• [EXERCISE]:
Read the data and repeat all of it exactly.

Start of SOURCE MATERIAL

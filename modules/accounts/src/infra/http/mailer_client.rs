use anyhow::{bail, Context};
use async_trait::async_trait;
use tracing::instrument;
use url::Url;

use crate::domain::ports::Mailer;

/// HTTP adapter for the transactional email API.
pub struct HttpMailer {
    http: reqwest::Client,
    base: Url,
    api_key: String,
    from: String,
}

impl HttpMailer {
    pub fn new(http: reqwest::Client, base: Url, api_key: String, from: String) -> Self {
        Self {
            http,
            base,
            api_key,
            from,
        }
    }
}

#[async_trait]
impl Mailer for HttpMailer {
    #[instrument(name = "accounts.http.mailer.send_confirmation_code", skip_all)]
    async fn send_confirmation_code(&self, to: &str, code: &str) -> anyhow::Result<()> {
        let mut url = self.base.clone();
        url.path_segments_mut()
            .map_err(|_| anyhow::anyhow!("invalid email base URL"))?
            .extend(&["emails"]);

        let body = serde_json::json!({
            "from": self.from,
            "to": [to],
            "subject": "Confirm your new email address",
            "text": format!(
                "Your Memora confirmation code is {code}. It expires in 10 minutes.\n\n\
                 If you did not request an email change, you can ignore this message."
            ),
        });

        let response = self
            .http
            .post(url)
            .bearer_auth(&self.api_key)
            .json(&body)
            .send()
            .await
            .context("POST /emails")?;

        if !response.status().is_success() {
            bail!("email send failed: HTTP {}", response.status());
        }
        Ok(())
    }
}
use anyhow::Context;
use sea_orm::{ActiveModelTrait, DatabaseConnection, Set};
use sea_orm_migration::prelude::*;

use crate::domain::{Feedback, FeedbackRepository};

pub mod entity {
    use chrono::{DateTime, Utc};
    use sea_orm::entity::prelude::*;
    use uuid::Uuid;

    #[derive(Clone, Debug, PartialEq, DeriveEntityModel)]
    #[sea_orm(table_name = "feedback")]
    pub struct Model {
        #[sea_orm(primary_key, auto_increment = false)]
        pub id: Uuid,
        pub user_id: Uuid,
        pub rating: i16,
        pub comment: Option<String>,
        pub created_at: DateTime<Utc>,
    }

    #[derive(Copy, Clone, Debug, EnumIter, DeriveRelation)]
    pub enum Relation {}

    impl ActiveModelBehavior for ActiveModel {}
}

pub struct SeaOrmFeedbackRepository {
    conn: DatabaseConnection,
}

impl SeaOrmFeedbackRepository {
    pub fn new(conn: DatabaseConnection) -> Self {
        Self { conn }
    }
}

#[async_trait::async_trait]
impl FeedbackRepository for SeaOrmFeedbackRepository {
    async fn insert(&self, feedback: Feedback) -> anyhow::Result<()> {
        let m = entity::ActiveModel {
            id: Set(feedback.id),
            user_id: Set(feedback.user_id),
            rating: Set(feedback.rating),
            comment: Set(feedback.comment),
            created_at: Set(feedback.created_at),
        };
        m.insert(&self.conn).await.context("insert failed")?;
        Ok(())
    }
}

// --- migrations ---

pub struct Migrator;

#[async_trait::async_trait]
impl MigratorTrait for Migrator {
    fn migrations() -> Vec<Box<dyn MigrationTrait>> {
        vec![Box::new(InitialMigration)]
    }
}

pub struct InitialMigration;

impl MigrationName for InitialMigration {
    fn name(&self) -> &str {
        "m_feedback_initial_001"
    }
}

#[async_trait::async_trait]
impl MigrationTrait for InitialMigration {
    async fn up(&self, manager: &SchemaManager) -> Result<(), DbErr> {
        manager
            .create_table(
                Table::create()
                    .table(FeedbackTable::Table)
                    .if_not_exists()
                    .col(
                        ColumnDef::new(FeedbackTable::Id)
                            .uuid()
                            .not_null()
                            .primary_key(),
                    )
                    .col(ColumnDef::new(FeedbackTable::UserId).uuid().not_null())
                    .col(
                        ColumnDef::new(FeedbackTable::Rating)
                            .small_integer()
                            .not_null(),
                    )
                    .col(ColumnDef::new(FeedbackTable::Comment).string())
                    .col(
                        ColumnDef::new(FeedbackTable::CreatedAt)
                            .timestamp_with_time_zone()
                            .not_null(),
                    )
                    .to_owned(),
            )
            .await
    }

    async fn down(&self, manager: &SchemaManager) -> Result<(), DbErr> {
        manager
            .drop_table(Table::drop().table(FeedbackTable::Table).to_owned())
            .await
    }
}

#[derive(DeriveIden)]
enum FeedbackTable {
    #[sea_orm(iden = "feedback")]
    Table,
    Id,
    UserId,
    Rating,
    Comment,
    CreatedAt,
}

End of SOURCE MATERIAL

• [TASK RESULT]:
filename modules/accounts/src/infra/http/mailer_client.rs
use anyhow::{bail, Context};
use async_trait::async_trait;
use tracing::instrument;
use url::Url;

use crate::domain::ports::Mailer;

/// HTTP adapter for the transactional email API.
pub struct HttpMailer {
    http: reqwest::Client,
    base: Url,
    api_key: String,
    from: String,
}

impl HttpMailer {
    pub fn new(http: reqwest::Client, base: Url, api_key: String, from: String) -> Self {
        Self {
            http,
            base,
            api_key,
            from,
        }
    }
}

#[async_trait]
impl Mailer for HttpMailer {
    #[instrument(name = "accounts.http.mailer.send_confirmation_code", skip_all)]
    async fn send_confirmation_code(&self, to: &str, code: &str) -> anyhow::Result<()> {
        let mut url = self.base.clone();
        url.path_segments_mut()
            .map_err(|_| anyhow::anyhow!("invalid email base URL"))?
            .extend(&["emails"]);

        let body = serde_json::json!({
            "from": self.from,
            "to": [to],
            "subject": "Confirm your new email address",
            "text": format!(
                "Your Memora confirmation code is {code}. It expires in 10 minutes.\n\n\
                 If you did not request an email change, you can ignore this message."
            ),
        });

        let response = self
            .http
            .post(url)
            .bearer_auth(&self.api_key)
            .json(&body)
            .send()
            .await
            .context("POST /emails")?;

        if !response.status().is_success() {
            bail!("email send failed: HTTP {}", response.status());
        }
        Ok(())
    }
}
use anyhow::Context;
use sea_orm::{ActiveModelTrait, DatabaseConnection, Set};
use sea_orm_migration::prelude::*;

use crate::domain::{Feedback, FeedbackRepository};

pub mod entity {
    use chrono::{DateTime, Utc};
    use sea_orm::entity::prelude::*;
    use uuid::Uuid;

    #[derive(Clone, Debug, PartialEq, DeriveEntityModel)]
    #[sea_orm(table_name = "feedback")]
    pub struct Model {
        #[sea_orm(primary_key, auto_increment = false)]
        pub id: Uuid,
        pub user_id: Uuid,
        pub rating: i16,
        pub comment: Option<String>,
        pub created_at: DateTime<Utc>,
    }

    #[derive(Copy, Clone, Debug, EnumIter, DeriveRelation)]
    pub enum Relation {}

    impl ActiveModelBehavior for ActiveModel {}
}

pub struct SeaOrmFeedbackRepository {
    conn: DatabaseConnection,
}

impl SeaOrmFeedbackRepository {
    pub fn new(conn: DatabaseConnection) -> Self {
        Self { conn }
    }
}

#[async_trait::async_trait]
impl FeedbackRepository for SeaOrmFeedbackRepository {
    async fn insert(&self, feedback: Feedback) -> anyhow::Result<()> {
        let m = entity::ActiveModel {
            id: Set(feedback.id),
            user_id: Set(feedback.user_id),
            rating: Set(feedback.rating),
            comment: Set(feedback.comment),
            created_at: Set(feedback.created_at),
        };
        m.insert(&self.conn).await.context("insert failed")?;
        Ok(())
    }
}

// --- migrations ---

pub struct Migrator;

#[async_trait::async_trait]
impl MigratorTrait for Migrator {
    fn migrations() -> Vec<Box<dyn MigrationTrait>> {
        vec![Box::new(InitialMigration)]
    }
}

pub struct InitialMigration;

impl MigrationName for InitialMigration {
    fn name(&self) -> &str {
        "m_feedback_initial_001"
    }
}

#[async_trait::async_trait]
impl MigrationTrait for InitialMigration {
    async fn up(&self, manager: &SchemaManager) -> Result<(), DbErr> {
        manager
            .create_table(
                Table::create()
                    .table(FeedbackTable::Table)
                    .if_not_exists()
                    .col(
                        ColumnDef::new(FeedbackTable::Id)
                            .uuid()
                            .not_null()
                            .primary_key(),
                    )
                    .col(ColumnDef::new(FeedbackTable::UserId).uuid().not_null())
                    .col(
                        ColumnDef::new(FeedbackTable::Rating)
                            .small_integer()
                            .not_null(),
                    )
                    .col(ColumnDef::new(FeedbackTable::Comment).string())
                    .col(
                        ColumnDef::new(FeedbackTable::CreatedAt)
                            .timestamp_with_time_zone()
                            .not_null(),
                    )
                    .to_owned(),
            )
            .await
    }

    async fn down(&self, manager: &SchemaManager) -> Result<(), DbErr> {
        manager
            .drop_table(Table::drop().table(FeedbackTable::Table).to_owned())
            .await
    }
}

#[derive(DeriveIden)]
enum FeedbackTable {
    #[sea_orm(iden = "feedback")]
    Table,
    Id,
    UserId,
    Rating,
    Comment,
    CreatedAt,
}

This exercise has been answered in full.